I'm always fascinated by these charts because, by definition, they totally ignore stock fundamentals and concentrate only on price/volume patterns. Even though the chart points to a lower price than the $450 or so at which AAPL shares now trade, there is an abundance of substantive data that would argue strongly against a continuing decline in the share price:
1. The forward looking price–earnings ratio is about 11 or less, which seems low for a company that is growing its net income closer to 15%.
2. Earnings per share are growing faster than net income because of aggressive share buy backs.
3. The features of the 5C and 5S iPhones, while disappointing to many (partly because of the price you have to pay), have some long term appeal. Especially the 5S, which is set up not just for better security but which lends itself to, for example, continuous monitoring of vital functions, sending the data to a hospital or clinic for analysis.

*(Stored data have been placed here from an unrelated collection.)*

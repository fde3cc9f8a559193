use super::node::NodeKind;

/// Kind of symbol a client can record via `IndexWriter::record_symbol_kind`.
///
/// `SymbolKind` carries no integer encoding of its own — it exists only to
/// be translated to a `NodeKind`, which is what actually gets persisted.
#[derive(Debug, Clone, Copy, PartialEq, Eq, Hash)]
pub enum SymbolKind {
    Type,
    BuiltinType,
    Module,
    Namespace,
    Package,
    Struct,
    Class,
    Interface,
    Annotation,
    GlobalVariable,
    Field,
    Function,
    Method,
    Enum,
    EnumConstant,
    Typedef,
    TypeParameter,
    Macro,
    Union,
}

impl SymbolKind {
    /// Total mapping — every `SymbolKind` variant has a defined `NodeKind`.
    pub fn to_node_kind(self) -> NodeKind {
        match self {
            SymbolKind::Type => NodeKind::Type,
            SymbolKind::BuiltinType => NodeKind::BuiltinType,
            SymbolKind::Module => NodeKind::Module,
            SymbolKind::Namespace => NodeKind::Namespace,
            SymbolKind::Package => NodeKind::Package,
            SymbolKind::Struct => NodeKind::Struct,
            SymbolKind::Class => NodeKind::Class,
            SymbolKind::Interface => NodeKind::Interface,
            SymbolKind::Annotation => NodeKind::Annotation,
            SymbolKind::GlobalVariable => NodeKind::GlobalVariable,
            SymbolKind::Field => NodeKind::Field,
            SymbolKind::Function => NodeKind::Function,
            SymbolKind::Method => NodeKind::Method,
            SymbolKind::Enum => NodeKind::Enum,
            SymbolKind::EnumConstant => NodeKind::EnumConstant,
            SymbolKind::Typedef => NodeKind::Typedef,
            SymbolKind::TypeParameter => NodeKind::TypeParameter,
            SymbolKind::Macro => NodeKind::Macro,
            SymbolKind::Union => NodeKind::Union,
        }
    }
}

#[cfg(test)]
mod tests {
    use super::*;

    #[test]
    fn every_variant_maps_to_a_distinct_node_kind() {
        let variants = [
            SymbolKind::Type,
            SymbolKind::BuiltinType,
            SymbolKind::Module,
            SymbolKind::Namespace,
            SymbolKind::Package,
            SymbolKind::Struct,
            SymbolKind::Class,
            SymbolKind::Interface,
            SymbolKind::Annotation,
            SymbolKind::GlobalVariable,
            SymbolKind::Field,
            SymbolKind::Function,
            SymbolKind::Method,
            SymbolKind::Enum,
            SymbolKind::EnumConstant,
            SymbolKind::Typedef,
            SymbolKind::TypeParameter,
            SymbolKind::Macro,
            SymbolKind::Union,
        ];
        let mut seen = std::collections::HashSet::new();
        for v in variants {
            assert!(seen.insert(v.to_node_kind().to_i32()));
        }
    }

    #[test]
    fn struct_maps_to_node_struct() {
        assert_eq!(SymbolKind::Struct.to_node_kind(), NodeKind::Struct);
    }
}
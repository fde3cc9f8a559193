/// Kind of an edge, encoded as a bit position in the on-disk `edge.type` column.
///
/// `1 << 10` is intentionally unused — a gap left by the on-disk format this
/// crate is compatible with. Do not fill it in.
#[derive(Debug, Clone, Copy, PartialEq, Eq, Hash)]
pub enum EdgeKind {
    Unknown,
    Member,
    TypeUsage,
    Usage,
    Call,
    Inheritance,
    Override,
    TypeArgument,
    TemplateSpecialization,
    Include,
    Import,
    MacroUsage,
    AnnotationUsage,
}

impl EdgeKind {
    pub fn to_i32(self) -> i32 {
        match self {
            EdgeKind::Unknown => 0,
            EdgeKind::Member => 1 << 0,
            EdgeKind::TypeUsage => 1 << 1,
            EdgeKind::Usage => 1 << 2,
            EdgeKind::Call => 1 << 3,
            EdgeKind::Inheritance => 1 << 4,
            EdgeKind::Override => 1 << 5,
            EdgeKind::TypeArgument => 1 << 6,
            EdgeKind::TemplateSpecialization => 1 << 7,
            EdgeKind::Include => 1 << 8,
            EdgeKind::Import => 1 << 9,
            EdgeKind::MacroUsage => 1 << 11,
            EdgeKind::AnnotationUsage => 1 << 12,
        }
    }

    pub fn from_i32(v: i32) -> EdgeKind {
        const VARIANTS: &[EdgeKind] = &[
            EdgeKind::Member,
            EdgeKind::TypeUsage,
            EdgeKind::Usage,
            EdgeKind::Call,
            EdgeKind::Inheritance,
            EdgeKind::Override,
            EdgeKind::TypeArgument,
            EdgeKind::TemplateSpecialization,
            EdgeKind::Include,
            EdgeKind::Import,
            EdgeKind::MacroUsage,
            EdgeKind::AnnotationUsage,
        ];
        VARIANTS
            .iter()
            .copied()
            .find(|k| k.to_i32() == v)
            .unwrap_or(EdgeKind::Unknown)
    }
}

#[cfg(test)]
mod tests {
    use super::*;

    #[test]
    fn unknown_is_zero() {
        assert_eq!(EdgeKind::Unknown.to_i32(), 0);
    }

    #[test]
    fn gap_at_bit_ten_is_unused() {
        assert_eq!(EdgeKind::from_i32(1 << 10), EdgeKind::Unknown);
    }

    #[test]
    fn macro_usage_and_annotation_usage_bits() {
        assert_eq!(EdgeKind::MacroUsage.to_i32(), 1 << 11);
        assert_eq!(EdgeKind::AnnotationUsage.to_i32(), 1 << 12);
    }

    #[test]
    fn round_trips_every_variant() {
        let variants = [
            EdgeKind::Member,
            EdgeKind::TypeUsage,
            EdgeKind::Usage,
            EdgeKind::Call,
            EdgeKind::Inheritance,
            EdgeKind::Override,
            EdgeKind::TypeArgument,
            EdgeKind::TemplateSpecialization,
            EdgeKind::Include,
            EdgeKind::Import,
            EdgeKind::MacroUsage,
            EdgeKind::AnnotationUsage,
        ];
        for kind in variants {
            assert_eq!(EdgeKind::from_i32(kind.to_i32()), kind);
        }
    }
}
impl IndexWriter {
    pub fn new() -> Self {
        IndexWriter {
            database_path: PathBuf::new(),
            storage: None,
            last_error: RefCell::new(String::new()),
        }
    }

    pub fn get_supported_database_version() -> i32 {
        crate::storage::SUPPORTED_DATABASE_VERSION
    }

    /// `"vX.dbY"`, the version string embedded in generated project files.
    pub fn get_version_string() -> String {
        format!("v0.db{}", crate::storage::SUPPORTED_DATABASE_VERSION)
    }

    pub fn get_last_error(&self) -> String {
        self.last_error.borrow().clone()
    }

    pub fn clear_last_error(&self) {
        self.last_error.borrow_mut().clear();
    }

    fn fail(&self, context: &str, err: impl std::fmt::Display) -> bool {
        let message = format!("{context}: {err}");
        error!("{message}");
        *self.last_error.borrow_mut() = message;
        false
    }

    fn storage(&self) -> Option<&Storage> {
        self.storage.as_ref()
    }

    /// Opens (creating if necessary) the database at `path` plus its
    /// `.srctrlprj` sidecar, and brings the schema up to date.
    #[instrument(skip(self), fields(path = %path.as_ref().display()))]
    pub fn open(&mut self, path: impl AsRef<Path>) -> bool {
        let path = path.as_ref();
        match self.open_inner(path) {
            Ok(()) => true,
            Err(e) => self.fail("failed to open database", e),
        }
    }

    fn open_inner(&mut self, path: &Path) -> crate::error::Result<()> {
        let storage = Storage::open(path)?;
        if !storage.is_compatible()? {
            let loaded = storage.loaded_version()?.unwrap_or(0);
            return Err(crate::error::IndexError::IncompatibleDatabase {
                loaded,
                supported: crate::storage::SUPPORTED_DATABASE_VERSION,
            });
        }
        storage.setup_database()?;

        self.database_path = path.to_path_buf();
        self.storage = Some(storage);
        self.create_or_reset_project_file()?;
        Ok(())
    }

    fn project_file_path(&self) -> PathBuf {
        self.database_path.with_extension(PROJECT_FILE_EXTENSION)
    }

    fn create_or_reset_project_file(&self) -> crate::error::Result<()> {
        std::fs::write(self.project_file_path(), PROJECT_FILE_TEMPLATE)?;
        Ok(())
    }

    /// Flushes pending work and releases the underlying connection.
    pub fn close(&mut self) -> bool {
        if let Some(storage) = self.storage.take() {
            if let Err(e) = storage.optimize() {
                warn!("optimize before close failed: {e}");
            }
        }
        true
    }

    /// Deletes every row without touching the schema or sidecar file.
    pub fn clear(&mut self) -> bool {
        let Some(storage) = self.storage() else {
            return self.fail("clear", "database is not open");
        };
        match storage.clear_database() {
            Ok(()) => true,
            Err(e) => self.fail("clear", e),
        }
    }

    pub fn begin_transaction(&self) -> bool {
        match self.storage().map(Storage::begin_transaction) {
            Some(Ok(())) => true,
            Some(Err(e)) => self.fail("begin transaction", e),
            None => self.fail("begin transaction", "database is not open"),
        }
    }

    pub fn commit_transaction(&self) -> bool {
        match self.storage().map(Storage::commit_transaction) {
            Some(Ok(())) => true,
            Some(Err(e)) => self.fail("commit transaction", e),
            None => self.fail("commit transaction", "database is not open"),
        }
    }

    pub fn rollback_transaction(&self) -> bool {
        match self.storage().map(Storage::rollback_transaction) {
            Some(Ok(())) => true,
            Some(Err(e)) => self.fail("rollback transaction", e),
            None => self.fail("rollback transaction", "database is not open"),
        }
    }

    pub fn optimize_database_memory(&self) -> bool {
        match self.storage().map(Storage::optimize) {
            Some(Ok(())) => true,
            Some(Err(e)) => self.fail("optimize", e),
            None => self.fail("optimize", "database is not open"),
        }
    }

    /// Inserts `name` and every ancestor prefix of it, connecting each
    /// parent to its child with an `EdgeKind::Member` edge, and returns the
    /// id of the full name's node. Ancestors not already present are
    /// created as `NodeKind::Unknown` placeholders; a later call that
    /// names the same hierarchy with a concrete kind refines the row in
    /// place rather than creating a duplicate. Fails (returns `0`) if
    /// `name` has no elements.
    pub fn record_symbol(&self, name: &NameHierarchy) -> i64 {
        match self.record_symbol_inner(name) {
            Ok(id) => id,
            Err(e) => {
                self.fail("record symbol", e);
                0
            }
        }
    }

    fn record_symbol_inner(&self, name: &NameHierarchy) -> crate::error::Result<i64> {
        if name.elements.is_empty() {
            return Err(crate::error::IndexError::BadInput(
                "name hierarchy has no elements".to_string(),
            ));
        }

        let storage = self.require_storage()?;
        let mut parent_id: Option<i64> = None;
        let mut node_id = 0;
        for depth in 1..=name.elements.len() {
            let prefix = name.prefix(depth);
            node_id = storage.add_node(&prefix.to_database_string(), NodeKind::Unknown)?;
            if let Some(parent_id) = parent_id {
                storage.add_edge(EdgeKind::Member.to_i32(), parent_id, node_id)?;
            }
            parent_id = Some(node_id);
        }
        Ok(node_id)
    }

    pub fn record_symbol_kind(&self, id: i64, kind: SymbolKind) -> bool {
        self.with_storage("record symbol kind", |storage| {
            storage.set_node_kind(id, kind.to_node_kind())
        })
    }

    pub fn record_symbol_definition_kind(&self, id: i64, kind: DefinitionKind) -> bool {
        self.with_storage("record symbol definition kind", |storage| {
            storage.add_symbol(id, kind)
        })
    }

    pub fn record_symbol_location(&self, id: i64, location: &SourceRange) -> bool {
        self.record_location(id, location, LocationKind::Token)
    }

    pub fn record_symbol_scope_location(&self, id: i64, location: &SourceRange) -> bool {
        self.record_location(id, location, LocationKind::Scope)
    }

    pub fn record_symbol_signature_location(&self, id: i64, location: &SourceRange) -> bool {
        self.record_location(id, location, LocationKind::Signature)
    }

    /// Creates (or finds) a `source_location` row for `location` and binds
    /// `element_id` to it via an occurrence.
    fn record_location(&self, element_id: i64, location: &SourceRange, kind: LocationKind) -> bool {
        self.with_storage("record location", |storage| {
            let location_id = storage.add_source_location(&StorageSourceLocationData {
                file_node_id: location.file_node_id,
                start_line: location.start_line,
                start_col: location.start_column,
                end_line: location.end_line,
                end_col: location.end_column,
                kind,
            })?;
            storage.add_occurrence(element_id, location_id)
        })
    }

    /// Creates a location with no occurrence, for ranges that exist purely
    /// to mark a span rather than bind it to an element.
    fn record_location_only(&self, location: &SourceRange, kind: LocationKind) -> bool {
        self.with_storage("record location", |storage| {
            storage
                .add_source_location(&StorageSourceLocationData {
                    file_node_id: location.file_node_id,
                    start_line: location.start_line,
                    start_col: location.start_column,
                    end_line: location.end_line,
                    end_col: location.end_column,
                    kind,
                })
                .map(|_| ())
        })
    }

    /// Records an edge from `ctx` to `tgt`, deduplicated on
    /// `(ctx, tgt, kind)`. Fails (returns `0`) if either id is `0`.
    pub fn record_reference(&self, ctx: i64, tgt: i64, kind: ReferenceKind) -> i64 {
        if ctx == 0 || tgt == 0 {
            self.fail("record reference", "context and target ids must be non-zero");
            return 0;
        }
        match self.with_storage_result("record reference", |storage| {
            storage.add_edge(kind.to_edge_kind().to_i32(), ctx, tgt)
        }) {
            Some(id) => id,
            None => 0,
        }
    }

    /// Records a reference whose target could not be resolved, pointing it
    /// at a shared `"unsolved symbol"` sentinel node instead of a real
    /// symbol, and attaches `location` to it at `LocationKind::Unsolved`.
    pub fn record_reference_to_unsolved_symbol(&self, ctx: i64, kind: ReferenceKind, location: &SourceRange) -> i64 {
        if ctx == 0 {
            self.fail("record reference to unsolved symbol", "context id must be non-zero");
            return 0;
        }

        let unsolved = NameHierarchy::single("", "unsolved symbol");
        let edge_id = match self.with_storage_result("record reference to unsolved symbol", |storage| {
            let unsolved_id = storage.add_node(&unsolved.to_database_string(), NodeKind::Unknown)?;
            storage.add_edge(kind.to_edge_kind().to_i32(), ctx, unsolved_id)
        }) {
            Some(id) => id,
            None => return 0,
        };

        if !self.with_storage("record reference to unsolved symbol", |storage| {
            let location_id = storage.add_source_location(&StorageSourceLocationData {
                file_node_id: location.file_node_id,
                start_line: location.start_line,
                start_col: location.start_column,
                end_line: location.end_line,
                end_col: location.end_column,
                kind: LocationKind::Unsolved,
            })?;
            storage.add_occurrence(edge_id, location_id)
        }) {
            return 0;
        }
        edge_id
    }

    pub fn record_reference_location(&self, edge_id: i64, location: &SourceRange) -> bool {
        self.record_location(edge_id, location, LocationKind::Token)
    }

    pub fn record_reference_is_ambiguous(&self, edge_id: i64) -> bool {
        self.with_storage("record reference is ambiguous", |storage| {
            storage
                .add_element_component(edge_id, ElementComponentKind::IsAmbiguous, "")
                .map(|_| ())
        })
    }

    pub fn record_qualifier_location(&self, id: i64, location: &SourceRange) -> bool {
        self.record_location(id, location, LocationKind::Qualifier)
    }

    /// Comments have no dedicated location kind in this schema; they are
    /// recorded as a kind-only atomic range, matching how other non-owning
    /// ranges (e.g. multi-line collapsed regions) are stored.
    pub fn record_comment_location(&self, location: &SourceRange) -> bool {
        self.record_location_only(location, LocationKind::AtomicRange)
    }

    pub fn record_atomic_source_range(&self, location: &SourceRange) -> bool {
        self.record_location_only(location, LocationKind::AtomicRange)
    }

    /// Inserts a file node from its path, with `modification_time` stamped
    /// at call time and `line_count`/content derived by reading the file
    /// from disk.
    pub fn record_file(&self, path: impl AsRef<Path>) -> i64 {
        match self.record_file_inner(path.as_ref()) {
            Ok(id) => id,
            Err(e) => {
                self.fail("record file", e);
                0
            }
        }
    }

    fn record_file_inner(&self, path: &Path) -> crate::error::Result<i64> {
        let storage = self.require_storage()?;
        let path_string = path.to_string_lossy().to_string();
        let content = util::read_file(path)?;
        let line_count = util::line_count(&content) as i32;

        let file_id = storage.add_file(&StorageFileData {
            name: path_string.clone(),
            serialized_name: NameHierarchy::single("/", path_string.as_str()).to_database_string(),
            file_path: path_string,
            language: String::new(),
            modification_time: util::format_date_time(SystemTime::now()),
            indexed: true,
            complete: true,
            line_count,
        })?;
        storage.set_file_content(file_id, &content)?;
        Ok(file_id)
    }

    pub fn record_file_language(&self, id: i64, language: &str) -> bool {
        self.with_storage("record file language", |storage| {
            storage.set_file_language(id, language)
        })
    }

    pub fn record_local_symbol(&self, name: &str) -> i64 {
        match self.with_storage_result("record local symbol", |storage| storage.add_local_symbol(name)) {
            Some(id) => id,
            None => 0,
        }
    }

    pub fn record_local_symbol_location(&self, id: i64, location: &SourceRange) -> bool {
        self.record_location(id, location, LocationKind::LocalSymbol)
    }

    /// Inserts the error row (deduplicated on `(message, fatal)`) with
    /// `indexed=true` and an empty `translation_unit`, then attaches
    /// `location` at `LocationKind::IndexerError`.
    pub fn record_error(&self, message: &str, fatal: bool, location: &SourceRange) -> bool {
        self.with_storage("record error", |storage| {
            storage.add_error(&StorageErrorData {
                message: message.to_string(),
                fatal,
                indexed: true,
                translation_unit: String::new(),
                file_node_id: location.file_node_id,
                start_line: location.start_line,
                start_col: location.start_column,
                end_line: location.end_line,
                end_col: location.end_column,
            })
            .map(|_| ())
        })
    }

    fn require_storage(&self) -> crate::error::Result<&Storage> {
        self.storage
            .as_ref()
            .ok_or_else(|| crate::error::IndexError::Usage("database is not open".to_string()))
    }

    fn with_storage(&self, context: &str, f: impl FnOnce(&Storage) -> crate::error::Result<()>) -> bool {
        match self.require_storage().and_then(|s| f(s)) {
            Ok(()) => true,
            Err(e) => self.fail(context, e),
        }
    }

    fn with_storage_result<T>(&self, context: &str, f: impl FnOnce(&Storage) -> crate::error::Result<T>) -> Option<T> {
        match self.require_storage().and_then(|s| f(s)) {
            Ok(v) => Some(v),
            Err(e) => {
                self.fail(context, e);
                None
            }
        }
    }
}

4. The ecosystem, which ties owners of Apple phones, tablets, and computers to a database and ownership of music, video, books, etc., which may not be easily transferable if the customer switches to non–Apple products. This is especially helpful in retaining customers and reinforces a strategy that, in the end, what makes money is not the hardware device but what you do with the device. Many investment firms analyzing Apple seem to forget that a big and growing part of Apple's profits comes from sale of music, video, books, and software -- all conveniently available to existing owners of Apple products.